New Zealand's child poverty stats show some progress, but not enough in light of COVID-19

Dr Claire Achmad, General Manager Advocacy at Barnardos, says that the statistics released today show that the increases already made to income support by the Government are having some positive impact, but much more is needed.

The decreases across the child poverty measures are not enough to mitigate the impact that COVID-19 and the rising cost of housing are having on children and families with the lowest incomes.

"The child poverty statistics released today don’t cover the COVID period, so don’t show the reality that children and families are facing. As an organisation working alongside many whānau experiencing poverty, Barnardos knows that the impact of COVID has been significant and is likely continue to deepen this year, unless Government commits to greater income support," said Dr Achmad.

Jacqui Southey, Child Rights Advocacy, Strategy and Research Director at Save the Children New Zealand says that there have been some positive changes made by the Government, but that it’s simply not enough to lift families out of poverty.

"There have been some increases to the sole parent benefit for example, which has seen a total increase of 11.4%. However, it’s still less than 30% of the average weekly wage, which is seriously eroded when the steeply rising cost of housing is considered," said Ms Southey.

Sonya Marshall, Head of Policy and Advocacy at Whānau Āwhina Plunket, says that if our country is going achieve the targets set by the Government for child poverty reduction, we need to see a clear plan about how to get there and we need to see it in this year’s Budget.

"Our evidence-based approach to prioritising public health has served New Zealand well in the response to Covid-19 - yet we consistently rank amongst the lowest of the world’s richest countries for the wellbeing of our children.

"It is essential that we see immediate, direct action by the Government on this pervasive public health crisis," said Ms Marshall.

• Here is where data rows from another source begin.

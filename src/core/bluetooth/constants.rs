//! Constants used throughout the application
//! This module contains the GATT UUIDs of the supported peripherals,
//! limits of the connection manager and protocol timing defaults.

use uuid::Uuid;

/// Name prefix advertised by robots running the robot control peripheral
pub const ROBOT_NAME_PREFIX: &str = "Falcons-";

/// Nordic UART Service UUIDs (generic stream devices)
pub const UUID_NUS_SERVICE: Uuid = Uuid::from_u128(0x6e400001_b5a3_f393_e0a9_e50e24dcca9e);
/// Write to the device
pub const UUID_NUS_RX_CHAR: Uuid = Uuid::from_u128(0x6e400002_b5a3_f393_e0a9_e50e24dcca9e);
/// Notifications from the device
pub const UUID_NUS_TX_CHAR: Uuid = Uuid::from_u128(0x6e400003_b5a3_f393_e0a9_e50e24dcca9e);

/// JBD battery management system service (0xFF00)
pub const UUID_JBD_SERVICE: Uuid = Uuid::from_u128(0x0000ff00_0000_1000_8000_00805f9b34fb);
/// JBD notify/read characteristic (0xFF01)
pub const UUID_JBD_NOTIFY_CHAR: Uuid = Uuid::from_u128(0x0000ff01_0000_1000_8000_00805f9b34fb);
/// JBD write characteristic (0xFF02)
pub const UUID_JBD_WRITE_CHAR: Uuid = Uuid::from_u128(0x0000ff02_0000_1000_8000_00805f9b34fb);

/// Robot control service and its characteristics
pub const UUID_ROBOT_SERVICE: Uuid = Uuid::from_u128(0xfa1c0001_b5a3_f393_e0a9_e50e24dcca9e);
pub const UUID_ROBOT_PLAY_STATE_CHAR: Uuid = Uuid::from_u128(0xfa1c0002_b5a3_f393_e0a9_e50e24dcca9e);
pub const UUID_ROBOT_WIFI_SSID_CHAR: Uuid = Uuid::from_u128(0xfa1c0003_b5a3_f393_e0a9_e50e24dcca9e);
pub const UUID_ROBOT_WIFI_LIST_CHAR: Uuid = Uuid::from_u128(0xfa1c0004_b5a3_f393_e0a9_e50e24dcca9e);
pub const UUID_ROBOT_BATTERY_VOLTAGE_CHAR: Uuid = Uuid::from_u128(0xfa1c0005_b5a3_f393_e0a9_e50e24dcca9e);
pub const UUID_ROBOT_IDENTITY_CHAR: Uuid = Uuid::from_u128(0xfa1c0006_b5a3_f393_e0a9_e50e24dcca9e);

/// Maximum number of simultaneous device sessions across all kinds
pub const MAX_DEVICES: usize = 16;

/// Largest payload written to a stream device in one GATT write
pub const STREAM_CHUNK_SIZE: usize = 20;

/// Battery monitor poll period in milliseconds
pub const DEFAULT_POLL_INTERVAL_MS: u64 = 2000;

/// Tolerance used when de-duplicating floating point telemetry
pub const DEFAULT_TELEMETRY_EPSILON: f32 = 0.001;

/// Timeout for Bluetooth operations in seconds
pub const BLUETOOTH_OPERATION_TIMEOUT_SECS: u64 = 10;

/// Scan duration in seconds
pub const DEFAULT_SCAN_DURATION_SECS: u64 = 5;

/// Weakest signal still reported by the scanner
pub const MIN_RSSI_THRESHOLD: i16 = -90;

/// RSSI reported for devices whose signal strength is unknown
pub const UNKNOWN_RSSI: i16 = -100;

Dee-Ann Wolferstan, CEO of Te Kāhui Mana Ririki, says that Māori and Pacific peoples, and in particular rangatahi, have been most impacted by the economic fallout from COVID-19.

"What we know from past economic shocks is that people in low-paid work are the most vulnerable to job loss and economic disruption. We also know that Māori are highly over- represented in these groups," said Ms Wolferstan.

The official statistics released today show that Māori tamariki continue to experience higher rates of poverty than pākeha children.

Five to Thrive says that the Government has a clear social mandate, as well as a moral obligation to increase income support to ‘liveable’ levels, based on polling data released earlier this week. The poll, commissioned by a ‘super-group’ of NGOs including Five to Thrive, showed that 7 out of 10 New Zealanders agree that the Government should increase income support for those on low incomes and not in paid work."

Five to Thrive will continue calling for the Government to implement its asks on family poverty in the lead up to the Wellbeing Budget in 2021, and is looking forward to discuss the asks with the Prime Minister and Government Ministers over the coming weeks.